Poseíamos dos vacas y yo me encargaba de ordeñarlas por la mañana y por la noche. Era una suerte, porque si mis padres se olvidaban de cocinar, al menos tenía leche. A veces, me preparaba la cena con medio cubo de leche tibia y espumosa. Tal vez con un trozo de pan frito que ablandaba en la leche y masticaba. No puedo decir que padeciera jamás algún tipo de calambre estomacal a causa del hambre, pero sí sufría otro tipo de carencias. Me sentía solo. Fue más o menos por aquella época cuando recibí una tremenda coz de una vaca, un accidente, puesto que solía ser mansa. Tal vez una picadura de avispa la llevó a arremeter contra mí por sorpresa. Me golpeó el brazo y, si bien yo no tenía forma de saberlo, me lo fracturó. ¿Si fue doloroso? Vaya, desde luego. Lo recuerdo muy bien. Pero a mis padres no se les ocurrió llevarme a un médico. Supongo que ni se dieron cuenta. Se lo conté a mi padre, pero sólo asintió con la cabeza, dándome a entender que me había oído, antes de volver a lo que estuviera haciendo.
El dolor de mi brazo me mantenía despierto por la noche y recuerdo que, cuando no lograba abstraerme, gemía bajo las mantas junto a la estufa. Pero aun peor me resultaba la inutilidad de mi brazo a la hora de tocar el violín. Intentaba levantarlo, pero volvía a caer como una muñeca de trapo. Al final di con la solución: una tira de tela, que he utilizado desde entonces. Empecé a atarme el brazo roto tal y como lo hago hoy en día desde aquella temprana edad. Yo no tenía ni idea, por supuesto, de que el hueso se soldaría de esa manera y de que, como resultado, se me consideraría un inválido permanente. Sólo sabía que con el brazo bien sujeto podía tocar, y el hecho de poder hacerlo me salvó la vida.

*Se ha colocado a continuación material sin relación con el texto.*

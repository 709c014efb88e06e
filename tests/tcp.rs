//! Raw TCP and TLS streams: echo, quotas, timers, cancellation.

use std::io::{ErrorKind, Read};
use std::net::TcpStream;
use std::time::Duration;

use netmgr::{Handle, NetError, Quota, SocketKind};

mod common;
use common::{localhost, WAIT};

fn read_echo(handle: &Handle) -> netmgr::Result<()> {
    handle.read(common::echo);
    Ok(())
}

/// True once the server has closed or reset the connection.
fn closed_by_peer(stream: &mut TcpStream) -> bool {
    let mut buf = [0u8; 16];
    match stream.read(&mut buf) {
        Ok(0) => true,
        Ok(_) => false,
        Err(e) => !matches!(e.kind(), ErrorKind::WouldBlock | ErrorKind::TimedOut),
    }
}

#[test]
fn tcp_echo_round_trip() {
    let mgr = common::manager(2);
    let listener = mgr.listen_tcp(localhost(), read_echo, 16, None).unwrap();
    assert_eq!(listener.kind(), SocketKind::Tcp);

    let handle = common::connect(|cb| mgr.tcp_connect(localhost(), listener.local_addr(), cb, WAIT)).unwrap();
    assert!(handle.is_stream());
    assert!(!handle.has_encryption());
    let replies = common::collect(&handle);

    common::send_sync(&handle, b"hello").unwrap();
    assert_eq!(replies.recv_timeout(WAIT).unwrap().unwrap(), b"hello");

    drop(handle);
    listener.stop_listening();
    assert!(common::wait_until(WAIT, || mgr.socket_count() == 0));
    mgr.destroy();
}

#[test]
fn quota_rejects_connections_over_the_limit() {
    let mgr = common::manager(1);
    let quota = Quota::new(2);
    let listener = mgr
        .listen_tcp(localhost(), read_echo, 16, Some(quota.clone()))
        .unwrap();
    let addr = listener.local_addr();

    let first = common::blocking_stream(addr);
    let _second = common::blocking_stream(addr);
    assert!(common::wait_until(WAIT, || quota.used() == 2));

    let mut third = common::blocking_stream(addr);
    assert!(closed_by_peer(&mut third));
    assert_eq!(quota.used(), 2);

    drop(first);
    assert!(common::wait_until(WAIT, || quota.used() == 1));
    let _fourth = common::blocking_stream(addr);
    assert!(common::wait_until(WAIT, || quota.used() == 2));

    mgr.destroy();
}

#[test]
fn accept_callback_error_closes_connection() {
    let mgr = common::manager(1);
    let listener = mgr
        .listen_tcp(localhost(), |_| Err(NetError::Canceled), 16, None)
        .unwrap();

    let mut stream = common::blocking_stream(listener.local_addr());
    assert!(closed_by_peer(&mut stream));
    mgr.destroy();
}

#[test]
fn read_timeout_fires_once_then_closes() {
    let mgr = common::manager(1);
    let listener = mgr.listen_tcp(localhost(), read_echo, 16, None).unwrap();
    let handle = common::connect(|cb| mgr.tcp_connect(localhost(), listener.local_addr(), cb, WAIT)).unwrap();

    let results = common::collect(&handle);
    handle.set_timeout(Duration::from_millis(100));
    assert!(handle.timer_running());

    assert_eq!(results.recv_timeout(WAIT).unwrap(), Err(NetError::TimedOut));
    assert!(results.recv_timeout(Duration::from_millis(300)).is_err());
    assert_eq!(
        common::send_sync(&handle, b"late"),
        Err(NetError::Canceled)
    );

    drop(handle);
    mgr.destroy();
}

#[test]
fn timeout_can_be_rearmed_from_the_callback() {
    let mgr = common::manager(1);
    let listener = mgr.listen_tcp(localhost(), read_echo, 16, None).unwrap();
    let handle = common::connect(|cb| mgr.tcp_connect(localhost(), listener.local_addr(), cb, WAIT)).unwrap();

    let (tx, rx) = std::sync::mpsc::channel();
    handle.read(move |handle, result| {
        if result == Err(NetError::TimedOut) && tx.send(()).is_ok() {
            handle.set_timeout(Duration::from_millis(50));
        }
    });
    handle.set_timeout(Duration::from_millis(50));

    for _ in 0..3 {
        rx.recv_timeout(WAIT).unwrap();
    }
    drop(rx);
    drop(handle);
    mgr.destroy();
}

#[test]
fn cleared_timeout_never_fires() {
    let mgr = common::manager(1);
    let listener = mgr.listen_tcp(localhost(), read_echo, 16, None).unwrap();
    let handle = common::connect(|cb| mgr.tcp_connect(localhost(), listener.local_addr(), cb, WAIT)).unwrap();

    let results = common::collect(&handle);
    handle.set_timeout(Duration::from_millis(50));
    handle.clear_timeout();
    assert!(!handle.timer_running());
    assert!(results.recv_timeout(Duration::from_millis(300)).is_err());

    drop(handle);
    mgr.destroy();
}

#[test]
fn cancel_read_is_idempotent() {
    let mgr = common::manager(1);
    let listener = mgr.listen_tcp(localhost(), read_echo, 16, None).unwrap();
    let handle = common::connect(|cb| mgr.tcp_connect(localhost(), listener.local_addr(), cb, WAIT)).unwrap();

    let results = common::collect(&handle);
    handle.cancel_read();
    handle.cancel_read();

    assert_eq!(results.recv_timeout(WAIT).unwrap(), Err(NetError::Canceled));
    assert!(results.recv_timeout(Duration::from_millis(200)).is_err());

    drop(handle);
    mgr.destroy();
}

#[test]
fn refused_connection_is_reported() {
    let mgr = common::manager(1);
    let unused = std::net::TcpListener::bind(localhost()).unwrap();
    let addr = unused.local_addr().unwrap();
    drop(unused);

    let result = common::connect(|cb| mgr.tcp_connect(localhost(), addr, cb, WAIT));
    assert_eq!(result.unwrap_err(), NetError::ConnectionRefused);
    mgr.destroy();
}

#[test]
fn stopped_listener_refuses_new_connections() {
    let mgr = common::manager(2);
    let listener = mgr.listen_tcp(localhost(), read_echo, 16, None).unwrap();
    let addr = listener.local_addr();

    listener.stop_listening();
    listener.stop_listening();
    assert!(common::wait_until(WAIT, || mgr.socket_count() == 0));
    assert!(TcpStream::connect(addr).is_err());
    mgr.destroy();
}

#[test]
fn tls_echo_round_trip() {
    let mgr = common::manager(2);
    let listener = mgr
        .listen_tls(localhost(), read_echo, 16, None, &common::server_tls())
        .unwrap();
    let client_tls = common::client_tls();

    let handle = common::connect(|cb| {
        mgr.tls_connect(localhost(), listener.local_addr(), cb, &client_tls, WAIT)
    })
    .unwrap();
    assert!(handle.has_encryption());
    assert_eq!(handle.socket_kind(), SocketKind::Tls);

    let replies = common::collect(&handle);
    common::send_sync(&handle, b"over tls").unwrap();
    assert_eq!(replies.recv_timeout(WAIT).unwrap().unwrap(), b"over tls");

    drop(handle);
    mgr.destroy();
}

#[test]
fn tls_rejects_mismatched_server_name() {
    let mgr = common::manager(1);
    let listener = mgr
        .listen_tls(localhost(), read_echo, 16, None, &common::server_tls())
        .unwrap();
    let client_tls = common::client_tls().with_server_name("example.com").unwrap();

    let result = common::connect(|cb| {
        mgr.tls_connect(localhost(), listener.local_addr(), cb, &client_tls, WAIT)
    });
    assert!(matches!(result, Err(NetError::Tls(_))));
    mgr.destroy();
}
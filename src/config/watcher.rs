//! Configuration file watcher for hot reload.

use std::path::{Path, PathBuf};
use std::time::Duration;

use notify::{Config, Event, RecommendedWatcher, RecursiveMode, Watcher};
use tokio::sync::mpsc;

use crate::config::loader::load_config;
use crate::config::schema::NetmgrConfig;

/// Watches the configuration file and sends every valid new version.
pub struct ConfigWatcher {
    path: PathBuf,
    update_tx: mpsc::UnboundedSender<NetmgrConfig>,
}

impl ConfigWatcher {
    /// Returns the watcher and a receiver for configuration updates.
    pub fn new(path: &Path) -> (Self, mpsc::UnboundedReceiver<NetmgrConfig>) {
        let (update_tx, update_rx) = mpsc::unbounded_channel();
        (
            Self {
                path: path.to_path_buf(),
                update_tx,
            },
            update_rx,
        )
    }

    /// Start watching. The returned watcher must be kept alive.
    pub fn run(self) -> Result<RecommendedWatcher, notify::Error> {
        let tx = self.update_tx.clone();
        let path = self.path.clone();

        let mut watcher = RecommendedWatcher::new(
            move |res: notify::Result<Event>| match res {
                Ok(event) if event.kind.is_modify() || event.kind.is_create() => {
                    tracing::info!(path = ?path, "Config file change detected, reloading");
                    match load_config(&path) {
                        Ok(config) => {
                            let _ = tx.send(config);
                        }
                        Err(e) => {
                            tracing::error!(error = %e, "Failed to reload config; keeping current configuration");
                        }
                    }
                }
                Ok(_) => {}
                Err(e) => tracing::error!(error = ?e, "Config watch error"),
            },
            Config::default().with_poll_interval(Duration::from_secs(2)),
        )?;

        watcher.watch(&self.path, RecursiveMode::NonRecursive)?;
        tracing::info!(path = ?self.path, "Config watcher started");
        Ok(watcher)
    }
}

De modo que, al igual que a la mayoría de los artistas, el arte me deformó. Me moldeó.
Era evidente que en algún momento cometería un error, pero pasó tiempo antes de que ocurriera, y para cuando sucedió yo ya tenía doce años. Para entonces mi padre, mi madre y yo nos habíamos acostumbrado a la extrañeza de nuestro hogar. Fui a la escuela porque el asistente social vino finalmente a buscarme. En el colegio me dieron el nombre que llevo ahora. Creo que los niños de pura raza me lo pusieron como una especie de bendición: Shamengwa, la mariposa negra y naranja. Fue un reconocimiento a mi «brazo ala». No obstante, aunque una monja me explicara que la imagen de una mariposa en una pintura de Nuestra Señora representaba al Espíritu Santo, no me gustó el nombre al principio. Pero era un niño demasiado retraído para hacer nada al respecto. La vergüenza que sentía por mi brazo tullido me llevaba a evitar a la gente, incluso ya de mayor, y no hice amigos. Amigos humanos. Mi verdadero amigo vivía escondido en el arcón de las mantas, y era el único amigo que yo necesitaba de verdad. Y entonces lo perdí.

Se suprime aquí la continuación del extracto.